Stored data:
##########
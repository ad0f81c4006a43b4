//! Batchexecute response parsing
//!
//! Responses are prefixed with the `)]}'` anti-XSSI guard, followed by a
//! sequence of lines alternating between byte counts and JSON arrays. Some
//! responses omit the byte counts entirely, so the parser tolerates both
//! interleavings and silently skips malformed lines.

use serde_json::Value;

use crate::error::{NlmError, Result};

/// Anti-XSSI prefix stripped before parsing.
pub const XSSI_PREFIX: &str = ")]}'";

/// Sentinel tag identifying an RPC result chunk.
const RESULT_TAG: &str = "wrb.fr";

/// Parse a raw batchexecute response body into decoded JSON chunks.
pub fn parse_response(response_text: &str) -> Vec<Value> {
    let text = response_text
        .strip_prefix(XSSI_PREFIX)
        .unwrap_or(response_text);

    let lines: Vec<&str> = text.trim().split('\n').collect();
    let mut results = Vec::new();
    let mut i = 0;

    while i < lines.len() {
        let line = lines[i].trim();
        if line.is_empty() {
            i += 1;
            continue;
        }

        if line.parse::<u64>().is_ok() {
            // Byte-count line; the next line carries the JSON payload.
            i += 1;
            if i < lines.len() {
                if let Ok(value) = serde_json::from_str::<Value>(lines[i]) {
                    results.push(value);
                }
            }
            i += 1;
        } else {
            // Bare JSON line without a preceding count.
            if let Ok(value) = serde_json::from_str::<Value>(line) {
                results.push(value);
            }
            i += 1;
        }
    }

    results
}

/// Extract the result payload for a specific RPC id from parsed chunks.
///
/// Scans for `["wrb.fr", rpc_id, payload, ...]`. The payload is itself a
/// JSON string that is re-parsed; if re-parsing fails the raw string is
/// returned. The 16-element error signature
/// `["wrb.fr", rpc_id, null, null, null, [16], "generic"]` denotes an
/// expired session and raises an authentication error instead of data.
pub fn extract_result(chunks: &[Value], rpc_id: &str) -> Result<Option<Value>> {
    for chunk in chunks {
        let Some(items) = chunk.as_array() else {
            continue;
        };
        for item in items {
            let Some(entry) = item.as_array() else {
                continue;
            };
            if entry.len() < 3 {
                continue;
            }
            if entry[0].as_str() != Some(RESULT_TAG) || entry[1].as_str() != Some(rpc_id) {
                continue;
            }

            if is_auth_error_signature(entry) {
                return Err(NlmError::Authentication(
                    "RPC Error 16: Authentication expired".to_string(),
                )
                .into());
            }

            let payload = &entry[2];
            if let Some(raw) = payload.as_str() {
                return Ok(Some(
                    serde_json::from_str(raw).unwrap_or_else(|_| Value::String(raw.to_string())),
                ));
            }
            return Ok(Some(payload.clone()));
        }
    }
    Ok(None)
}

/// Error signature: position 6 holds "generic" and position 5 is a list
/// containing the integer 16.
fn is_auth_error_signature(entry: &[Value]) -> bool {
    if entry.len() <= 6 || entry[6].as_str() != Some("generic") {
        return false;
    }
    entry[5]
        .as_array()
        .map(|codes| codes.iter().any(|c| c.as_i64() == Some(16)))
        .unwrap_or(false)
}

#[cfg(test)]
mod tests {
    use super::*;
    use serde_json::json;

    fn wrap(inner: &str) -> String {
        format!(")]}}'\n{}\n{}\n", inner.len(), inner)
    }

    #[test]
    fn test_parse_strips_xssi_prefix() {
        let body = wrap(r#"[["wrb.fr","wXbhsf","[]",null,null,null,"generic"]]"#);
        let chunks = parse_response(&body);
        assert_eq!(chunks.len(), 1);
        assert_eq!(chunks[0][0][0], "wrb.fr");
    }

    #[test]
    fn test_parse_counts_interleaved_chunks() {
        let a = r#"[["wrb.fr","aaa","[1]",null,null,null,"generic"]]"#;
        let b = r#"[["di",12],["af.httprm",12,"123",7]]"#;
        let body = format!(")]}}'\n{}\n{}\n{}\n{}\n", a.len(), a, b.len(), b);
        let chunks = parse_response(&body);
        assert_eq!(chunks.len(), 2);
    }

    #[test]
    fn test_parse_tolerates_bare_json_lines() {
        let body = format!(
            ")]}}'\n{}\n{}\n",
            r#"[["wrb.fr","aaa","[1]"]]"#,
            r#"[["di",12]]"#
        );
        let chunks = parse_response(&body);
        assert_eq!(chunks.len(), 2);
    }

    #[test]
    fn test_parse_skips_malformed_lines() {
        let body = ")]}'\n17\nnot valid json {{\n[[\"di\",3]]\n";
        let chunks = parse_response(body);
        assert_eq!(chunks.len(), 1);
    }

    #[test]
    fn test_extract_result_reparses_payload_string() {
        let chunks = vec![json!([[
            "wrb.fr",
            "wXbhsf",
            "[[\"nb-1\",\"My Notebook\"]]",
            null
        ]])];
        let result = extract_result(&chunks, "wXbhsf").unwrap().unwrap();
        assert_eq!(result[0][0], "nb-1");
    }

    #[test]
    fn test_extract_result_returns_raw_string_when_not_json() {
        let chunks = vec![json!([["wrb.fr", "aaa", "not json at all"]])];
        let result = extract_result(&chunks, "aaa").unwrap().unwrap();
        assert_eq!(result, Value::String("not json at all".to_string()));
    }

    #[test]
    fn test_extract_result_filters_by_rpc_id() {
        let chunks = vec![
            json!([["wrb.fr", "other", "[1]"]]),
            json!([["wrb.fr", "mine", "[2]"]]),
        ];
        let result = extract_result(&chunks, "mine").unwrap().unwrap();
        assert_eq!(result, json!([2]));
    }

    #[test]
    fn test_extract_result_none_when_absent() {
        let chunks = vec![json!([["di", 12]])];
        assert!(extract_result(&chunks, "wXbhsf").unwrap().is_none());
    }

    #[test]
    fn test_extract_result_raises_on_error_16_signature() {
        let chunks = vec![json!([[
            "wrb.fr",
            "wXbhsf",
            null,
            null,
            null,
            [16],
            "generic"
        ]])];
        let err = extract_result(&chunks, "wXbhsf").unwrap_err();
        let nlm = err.downcast_ref::<NlmError>().unwrap();
        assert!(matches!(nlm, NlmError::Authentication(_)));
    }

    #[test]
    fn test_error_16_requires_generic_tag() {
        // Without the "generic" marker at position 6 this is not the auth
        // signature, just an odd payload.
        let chunks = vec![json!([["wrb.fr", "aaa", null, null, null, [16], "other"]])];
        let result = extract_result(&chunks, "aaa").unwrap();
        assert_eq!(result, Some(Value::Null));
    }
}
##########
» **What you are asked to do**:
Reproduce every entry above exactly as it was written.

» **Result of this exercise**:
repository ad0f81c4006a43b4
//! Batchexecute response parsing
//!
//! Responses are prefixed with the `)]}'` anti-XSSI guard, followed by a
//! sequence of lines alternating between byte counts and JSON arrays. Some
//! responses omit the byte counts entirely, so the parser tolerates both
//! interleavings and silently skips malformed lines.

use serde_json::Value;

use crate::error::{NlmError, Result};

/// Anti-XSSI prefix stripped before parsing.
pub const XSSI_PREFIX: &str = ")]}'";

/// Sentinel tag identifying an RPC result chunk.
const RESULT_TAG: &str = "wrb.fr";

/// Parse a raw batchexecute response body into decoded JSON chunks.
pub fn parse_response(response_text: &str) -> Vec<Value> {
    let text = response_text
        .strip_prefix(XSSI_PREFIX)
        .unwrap_or(response_text);

    let lines: Vec<&str> = text.trim().split('\n').collect();
    let mut results = Vec::new();
    let mut i = 0;

    while i < lines.len() {
        let line = lines[i].trim();
        if line.is_empty() {
            i += 1;
            continue;
        }

        if line.parse::<u64>().is_ok() {
            // Byte-count line; the next line carries the JSON payload.
            i += 1;
            if i < lines.len() {
                if let Ok(value) = serde_json::from_str::<Value>(lines[i]) {
                    results.push(value);
                }
            }
            i += 1;
        } else {
            // Bare JSON line without a preceding count.
            if let Ok(value) = serde_json::from_str::<Value>(line) {
                results.push(value);
            }
            i += 1;
        }
    }

    results
}

/// Extract the result payload for a specific RPC id from parsed chunks.
///
/// Scans for `["wrb.fr", rpc_id, payload, ...]`. The payload is itself a
/// JSON string that is re-parsed; if re-parsing fails the raw string is
/// returned. The 16-element error signature
/// `["wrb.fr", rpc_id, null, null, null, [16], "generic"]` denotes an
/// expired session and raises an authentication error instead of data.
pub fn extract_result(chunks: &[Value], rpc_id: &str) -> Result<Option<Value>> {
    for chunk in chunks {
        let Some(items) = chunk.as_array() else {
            continue;
        };
        for item in items {
            let Some(entry) = item.as_array() else {
                continue;
            };
            if entry.len() < 3 {
                continue;
            }
            if entry[0].as_str() != Some(RESULT_TAG) || entry[1].as_str() != Some(rpc_id) {
                continue;
            }

            if is_auth_error_signature(entry) {
                return Err(NlmError::Authentication(
                    "RPC Error 16: Authentication expired".to_string(),
                )
                .into());
            }

            let payload = &entry[2];
            if let Some(raw) = payload.as_str() {
                return Ok(Some(
                    serde_json::from_str(raw).unwrap_or_else(|_| Value::String(raw.to_string())),
                ));
            }
            return Ok(Some(payload.clone()));
        }
    }
    Ok(None)
}

/// Error signature: position 6 holds "generic" and position 5 is a list
/// containing the integer 16.
fn is_auth_error_signature(entry: &[Value]) -> bool {
    if entry.len() <= 6 || entry[6].as_str() != Some("generic") {
        return false;
    }
    entry[5]
        .as_array()
        .map(|codes| codes.iter().any(|c| c.as_i64() == Some(16)))
        .unwrap_or(false)
}

#[cfg(test)]
mod tests {
    use super::*;
    use serde_json::json;

    fn wrap(inner: &str) -> String {
        format!(")]}}'\n{}\n{}\n", inner.len(), inner)
    }

    #[test]
    fn test_parse_strips_xssi_prefix() {
        let body = wrap(r#"[["wrb.fr","wXbhsf","[]",null,null,null,"generic"]]"#);
        let chunks = parse_response(&body);
        assert_eq!(chunks.len(), 1);
        assert_eq!(chunks[0][0][0], "wrb.fr");
    }

    #[test]
    fn test_parse_counts_interleaved_chunks() {
        let a = r#"[["wrb.fr","aaa","[1]",null,null,null,"generic"]]"#;
        let b = r#"[["di",12],["af.httprm",12,"123",7]]"#;
        let body = format!(")]}}'\n{}\n{}\n{}\n{}\n", a.len(), a, b.len(), b);
        let chunks = parse_response(&body);
        assert_eq!(chunks.len(), 2);
    }

    #[test]
    fn test_parse_tolerates_bare_json_lines() {
        let body = format!(
            ")]}}'\n{}\n{}\n",
            r#"[["wrb.fr","aaa","[1]"]]"#,
            r#"[["di",12]]"#
        );
        let chunks = parse_response(&body);
        assert_eq!(chunks.len(), 2);
    }

    #[test]
    fn test_parse_skips_malformed_lines() {
        let body = ")]}'\n17\nnot valid json {{\n[[\"di\",3]]\n";
        let chunks = parse_response(body);
        assert_eq!(chunks.len(), 1);
    }

    #[test]
    fn test_extract_result_reparses_payload_string() {
        let chunks = vec![json!([[
            "wrb.fr",
            "wXbhsf",
            "[[\"nb-1\",\"My Notebook\"]]",
            null
        ]])];
        let result = extract_result(&chunks, "wXbhsf").unwrap().unwrap();
        assert_eq!(result[0][0], "nb-1");
    }

    #[test]
    fn test_extract_result_returns_raw_string_when_not_json() {
        let chunks = vec![json!([["wrb.fr", "aaa", "not json at all"]])];
        let result = extract_result(&chunks, "aaa").unwrap().unwrap();
        assert_eq!(result, Value::String("not json at all".to_string()));
    }

    #[test]
    fn test_extract_result_filters_by_rpc_id() {
        let chunks = vec![
            json!([["wrb.fr", "other", "[1]"]]),
            json!([["wrb.fr", "mine", "[2]"]]),
        ];
        let result = extract_result(&chunks, "mine").unwrap().unwrap();
        assert_eq!(result, json!([2]));
    }

    #[test]
    fn test_extract_result_none_when_absent() {
        let chunks = vec![json!([["di", 12]])];
        assert!(extract_result(&chunks, "wXbhsf").unwrap().is_none());
    }

    #[test]
    fn test_extract_result_raises_on_error_16_signature() {
        let chunks = vec![json!([[
            "wrb.fr",
            "wXbhsf",
            null,
            null,
            null,
            [16],
            "generic"
        ]])];
        let err = extract_result(&chunks, "wXbhsf").unwrap_err();
        let nlm = err.downcast_ref::<NlmError>().unwrap();
        assert!(matches!(nlm, NlmError::Authentication(_)));
    }

    #[test]
    fn test_error_16_requires_generic_tag() {
        // Without the "generic" marker at position 6 this is not the auth
        // signature, just an odd payload.
        let chunks = vec![json!([["wrb.fr", "aaa", null, null, null, [16], "other"]])];
        let result = extract_result(&chunks, "aaa").unwrap();
        assert_eq!(result, Some(Value::Null));
    }
}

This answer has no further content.